Drivers fil up their vehicle with gas in Newcastle, Ont. on April 1.Doug Ives/The Canadian Press
The carbon tax was the smartest, boldest idea to come out of Canadian governments in decades. Now it is dead, the victim of scaremongering, disinformation and political cowardice.
Good riddance, some will say. Taxing fuel at a time when Canadians are struggling with everyday costs was always a terrible idea. Couldn’t be helped, others will say. The tax was just too unpopular. Tactically astute, still others will insist. Left-leaning governments had to kill it to keep conservatives from marching into power on an axe-the-tax promise.
Excuses, excuses. It could have been helped. The tax was effective, sensible and equitable. This was good policy and trying to explain away its demise as inevitable won’t wash.
Just look at the pathetic attempt by British Columbia’s NDP Premier, David Eby.
Mr. Eby, remember, championed the tax for years, saying it was the best way for the province to fight the epic battle against climate change. As he told reporters this week: “I thought it was a good policy. I fought for the policy.” He was right to do so.
B.C. brought in the tax in 2008. Studies afterward showed that putting a price on carbon encouraged people and businesses to use less of it – without tanking the economy, as critics of the tax insisted it would. It was a pioneering effort, eventually emulated by the federal government under Justin Trudeau’s Liberals.
But when election time came around last fall in B.C., and the NDP faced defeat at the hands of the surging Conservatives, Mr. Eby went soft and vowed to, so to speak, axe the tax. Confirming the decision this week, he blamed, in turn, the Conservatives (for making the tax “toxic”), the Liberals (for raising the rate of the tax at the wrong time) and Donald Trump (for bringing in tariffs and making tax relief for British Columbians vital).

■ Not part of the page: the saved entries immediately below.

use serde::{Deserialize, Serialize};
use std::collections::HashMap;
use std::net::IpAddr;
use std::path::PathBuf;

use crate::dispatcher::DispatcherConfig;
use crate::status::StatusConfig;

/// Root configuration
#[derive(Debug, Clone, Deserialize, Serialize)]
pub struct Config {
    pub auth: AuthConfig,
    #[serde(default)]
    pub server: ServerConfig,
    #[serde(default)]
    pub database: DatabaseConfig,
    #[serde(default)]
    pub storage: StorageConfig,
    #[serde(default)]
    pub collaborators: CollaboratorsConfig,
    #[serde(default)]
    pub dispatcher: DispatcherConfig,
    #[serde(default)]
    pub status: StatusConfig,
    #[serde(default)]
    pub gateway: GatewayConfig,
    #[serde(default)]
    pub logging: LoggingConfig,
}

/// Server configuration
#[derive(Debug, Clone, Deserialize, Serialize)]
pub struct ServerConfig {
    #[serde(default = "default_host")]
    pub host: IpAddr,
    #[serde(default = "default_port")]
    pub port: u16,
}

impl Default for ServerConfig {
    fn default() -> Self {
        Self {
            host: default_host(),
            port: default_port(),
        }
    }
}

fn default_host() -> IpAddr {
    IpAddr::from([0, 0, 0, 0])
}

fn default_port() -> u16 {
    8080
}

/// Authentication configuration
#[derive(Debug, Clone, Deserialize, Serialize)]
pub struct AuthConfig {
    pub method: AuthMethod,
    /// Owner id → API key. Required when `method = "api_key"`.
    #[serde(default)]
    pub api_keys: HashMap<String, String>,
}

#[derive(Debug, Clone, Copy, PartialEq, Eq, Deserialize, Serialize)]
#[serde(rename_all = "snake_case")]
pub enum AuthMethod {
    None,
    ApiKey,
}

impl AuthMethod {
    pub fn as_str(&self) -> &'static str {
        match self {
            AuthMethod::None => "none",
            AuthMethod::ApiKey => "api_key",
        }
    }
}

/// Database configuration
#[derive(Debug, Clone, Deserialize, Serialize)]
pub struct DatabaseConfig {
    #[serde(default = "default_db_path")]
    pub path: PathBuf,
}

impl Default for DatabaseConfig {
    fn default() -> Self {
        Self {
            path: default_db_path(),
        }
    }
}

fn default_db_path() -> PathBuf {
    PathBuf::from("screenflow.db")
}

/// Object storage configuration
#[derive(Debug, Clone, Deserialize, Serialize)]
pub struct StorageConfig {
    /// Directory holding uploaded documents.
    #[serde(default = "default_storage_root")]
    pub root: PathBuf,
}

impl Default for StorageConfig {
    fn default() -> Self {
        Self {
            root: default_storage_root(),
        }
    }
}

fn default_storage_root() -> PathBuf {
    PathBuf::from("uploads")
}

/// Parsing/matching service configuration
#[derive(Debug, Clone, Deserialize, Serialize)]
pub struct CollaboratorsConfig {
    /// Base URL of the parsing service (e.g., "http://localhost:9000")
    #[serde(default = "default_collaborators_url")]
    pub base_url: String,
    #[serde(default)]
    pub api_key: Option<String>,
    /// Request timeout in seconds (default: 60)
    #[serde(default = "default_collaborators_timeout")]
    pub timeout_secs: u64,
}

impl Default for CollaboratorsConfig {
    fn default() -> Self {
        Self {
            base_url: default_collaborators_url(),
            api_key: None,
            timeout_secs: default_collaborators_timeout(),
        }
    }
}

fn default_collaborators_url() -> String {
    "http://localhost:9000".to_string()
}

fn default_collaborators_timeout() -> u64 {
    60
}

/// WebSocket gateway configuration
#[derive(Debug, Clone, Deserialize, Serialize)]
pub struct GatewayConfig {
    /// Idle time after which the server sends a heartbeat frame.
    #[serde(default = "default_heartbeat")]
    pub heartbeat_interval_secs: u64,
    /// Per-owner event buffer before slow subscribers start skipping.
    #[serde(default = "default_channel_capacity")]
    pub channel_capacity: usize,
}

impl Default for GatewayConfig {
    fn default() -> Self {
        Self {
            heartbeat_interval_secs: default_heartbeat(),
            channel_capacity: default_channel_capacity(),
        }
    }
}

fn default_heartbeat() -> u64 {
    30
}

fn default_channel_capacity() -> usize {
    256
}

/// Log output configuration
#[derive(Debug, Clone, Deserialize, Serialize)]
pub struct LoggingConfig {
    /// Filter used when RUST_LOG is not set.
    #[serde(default = "default_log_level")]
    pub level: String,
    #[serde(default)]
    pub format: LogFormat,
}

impl Default for LoggingConfig {
    fn default() -> Self {
        Self {
            level: default_log_level(),
            format: LogFormat::default(),
        }
    }
}

fn default_log_level() -> String {
    "info,tower_http=debug".to_string()
}

#[derive(Debug, Clone, Copy, Default, PartialEq, Eq, Deserialize, Serialize)]
#[serde(rename_all = "snake_case")]
pub enum LogFormat {
    #[default]
    Pretty,
    Json,
}

/// Sanitized config for API responses (secrets redacted)
#[derive(Debug, Clone, Serialize)]
pub struct SanitizedConfig {
    pub auth: SanitizedAuthConfig,
    pub server: ServerConfig,
    pub database: DatabaseConfig,
    pub storage: StorageConfig,
    pub collaborators: SanitizedCollaboratorsConfig,
    pub dispatcher: DispatcherConfig,
    pub status: StatusConfig,
    pub gateway: GatewayConfig,
    pub logging: LoggingConfig,
}

#[derive(Debug, Clone, Serialize)]
pub struct SanitizedAuthConfig {
    pub method: String,
    /// Owners with a key configured; the keys themselves are hidden.
    pub api_key_owners: Vec<String>,
}

/// Sanitized collaborators config (API key hidden)
#[derive(Debug, Clone, Serialize)]
pub struct SanitizedCollaboratorsConfig {
    pub base_url: String,
    pub api_key_configured: bool,
    pub timeout_secs: u64,
}

impl From<&Config> for SanitizedConfig {
    fn from(config: &Config) -> Self {
        let mut api_key_owners: Vec<String> = config.auth.api_keys.keys().cloned().collect();
        api_key_owners.sort();

        Self {
            auth: SanitizedAuthConfig {
                method: config.auth.method.as_str().to_string(),
                api_key_owners,
            },
            server: config.server.clone(),
            database: config.database.clone(),
            storage: config.storage.clone(),
            collaborators: SanitizedCollaboratorsConfig {
                base_url: config.collaborators.base_url.clone(),
                api_key_configured: config
                    .collaborators
                    .api_key
                    .as_ref()
                    .is_some_and(|k| !k.is_empty()),
                timeout_secs: config.collaborators.timeout_secs,
            },
            dispatcher: config.dispatcher.clone(),
            status: config.status.clone(),
            gateway: config.gateway.clone(),
            logging: config.logging.clone(),
        }
    }
}

#[cfg(test)]
mod tests {
    use super::*;

    #[test]
    fn test_deserialize_valid_config_with_none_auth() {
        let toml = r#"
[auth]
method = "none"

[server]
host = "127.0.0.1"
port = 9000
"#;
        let config: Config = toml::from_str(toml).unwrap();
        assert_eq!(config.auth.method, AuthMethod::None);
        assert_eq!(config.server.port, 9000);
        assert_eq!(config.server.host.to_string(), "127.0.0.1");
    }

    #[test]
    fn test_deserialize_defaults() {
        let toml = r#"
[auth]
method = "none"
"#;
        let config: Config = toml::from_str(toml).unwrap();
        assert_eq!(config.server.port, 8080);
        assert_eq!(config.server.host.to_string(), "0.0.0.0");
        assert_eq!(config.database.path.to_str().unwrap(), "screenflow.db");
        assert_eq!(config.storage.root.to_str().unwrap(), "uploads");
        assert_eq!(config.collaborators.timeout_secs, 60);
        assert_eq!(config.dispatcher.workers, 4);
        assert_eq!(config.gateway.heartbeat_interval_secs, 30);
        assert_eq!(config.logging.format, LogFormat::Pretty);
    }

    #[test]
    fn test_deserialize_missing_auth_fails() {
        let toml = r#"
[server]
port = 8080
"#;
        let result: Result<Config, _> = toml::from_str(toml);
        assert!(result.is_err());
    }

    #[test]
    fn test_deserialize_api_keys() {
        let toml = r#"
[auth]
method = "api_key"

[auth.api_keys]
alice = "key-a"
bob = "key-b"
"#;
        let config: Config = toml::from_str(toml).unwrap();
        assert_eq!(config.auth.method, AuthMethod::ApiKey);
        assert_eq!(config.auth.api_keys.get("alice").unwrap(), "key-a");
    }

    #[test]
    fn test_deserialize_sections() {
        let toml = r#"
[auth]
method = "none"

[collaborators]
base_url = "http://parser:9000"
api_key = "secret"
timeout_secs = 10

[dispatcher]
workers = 2
queue = "memory"

[status]
default_seconds_per_document = 45.0

[gateway]
heartbeat_interval_secs = 5

[logging]
level = "debug"
format = "json"
"#;
        let config: Config = toml::from_str(toml).unwrap();
        assert_eq!(config.collaborators.base_url, "http://parser:9000");
        assert_eq!(config.dispatcher.workers, 2);
        assert_eq!(config.status.default_seconds_per_document, 45.0);
        assert_eq!(config.gateway.heartbeat_interval_secs, 5);
        assert_eq!(config.logging.format, LogFormat::Json);
    }

    #[test]
    fn test_sanitized_config_hides_secrets() {
        let toml = r#"
[auth]
method = "api_key"

[auth.api_keys]
bob = "key-b"
alice = "key-a"

[collaborators]
api_key = "secret"
"#;
        let config: Config = toml::from_str(toml).unwrap();
        let sanitized = SanitizedConfig::from(&config);

        assert_eq!(sanitized.auth.method, "api_key");
        assert_eq!(sanitized.auth.api_key_owners, vec!["alice", "bob"]);
        assert!(sanitized.collaborators.api_key_configured);

        let json = serde_json::to_string(&sanitized).unwrap();
        assert!(!json.contains("secret"));
        assert!(!json.contains("key-a"));
    }
}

The avowedly green Premier of a supposedly green province put a stake through the heart of a gold-plated, highly successful, made-in-British Columbia environmental initiative. Apart from damaging his reputation. Mr. Eby has left his province’s treasury with a $2-billion hole just when it needs the money to deal with the fallout from tariffs.
Mark Carney’s disavowal of the tax has been every bit as cynical. He was a firm supporter of carbon pricing until he became Leader of the Liberals, as you would expect from an economist who knows the merits of using price signals instead of heavy-handed regulation to influence economic behaviour. He was the United Nations Special Envoy on Climate Action and Finance, for goodness sake.
Now he says it was a bust. On his first day in office he said he was doing away with it. Why? The devil made him do it. “Misinformation and lies” from Conservative Leader Pierre Poilievre had rendered the tax too “divisive” to save, he said.
Mr. Carney even has the gall to boast that he is giving motorists an 18-cent break on every litre of gas. A break, that is, from the tax the government led by his own party had been charging them.
Those who are desperate to keep Mr. Poilievre out of the prime minister’s office will applaud Mr. Carney for his cleverness. He robbed the Conservative Leader of his best issue. He axed the tax himself. Brilliant! Or maybe it’s just another example of the kind of unprincipled gamesmanship that has made voters so distrustful of politicians.
Either way, the result is a severe reversal for Canada’s climate-change program. The government will have to control greenhouse-gas emissions somehow. Any alternative to the tax, such as Mr. Carney’s vow to penalize “big polluters,” is bound to affect economic growth and trickle down to ordinary people.
It was also a defeat in the fight against disinformation, the modern plague that is distorting politics around the world. Everything critics of the carbon tax said – that it would fuel inflation, undermine our competitiveness, leave hard-working people out of pocket – was nonsense. Its defenders told us so for years. Now they are throwing up their hands and saying: Sorry, we give up, the bad guys outplayed us. That’s no way to win a war.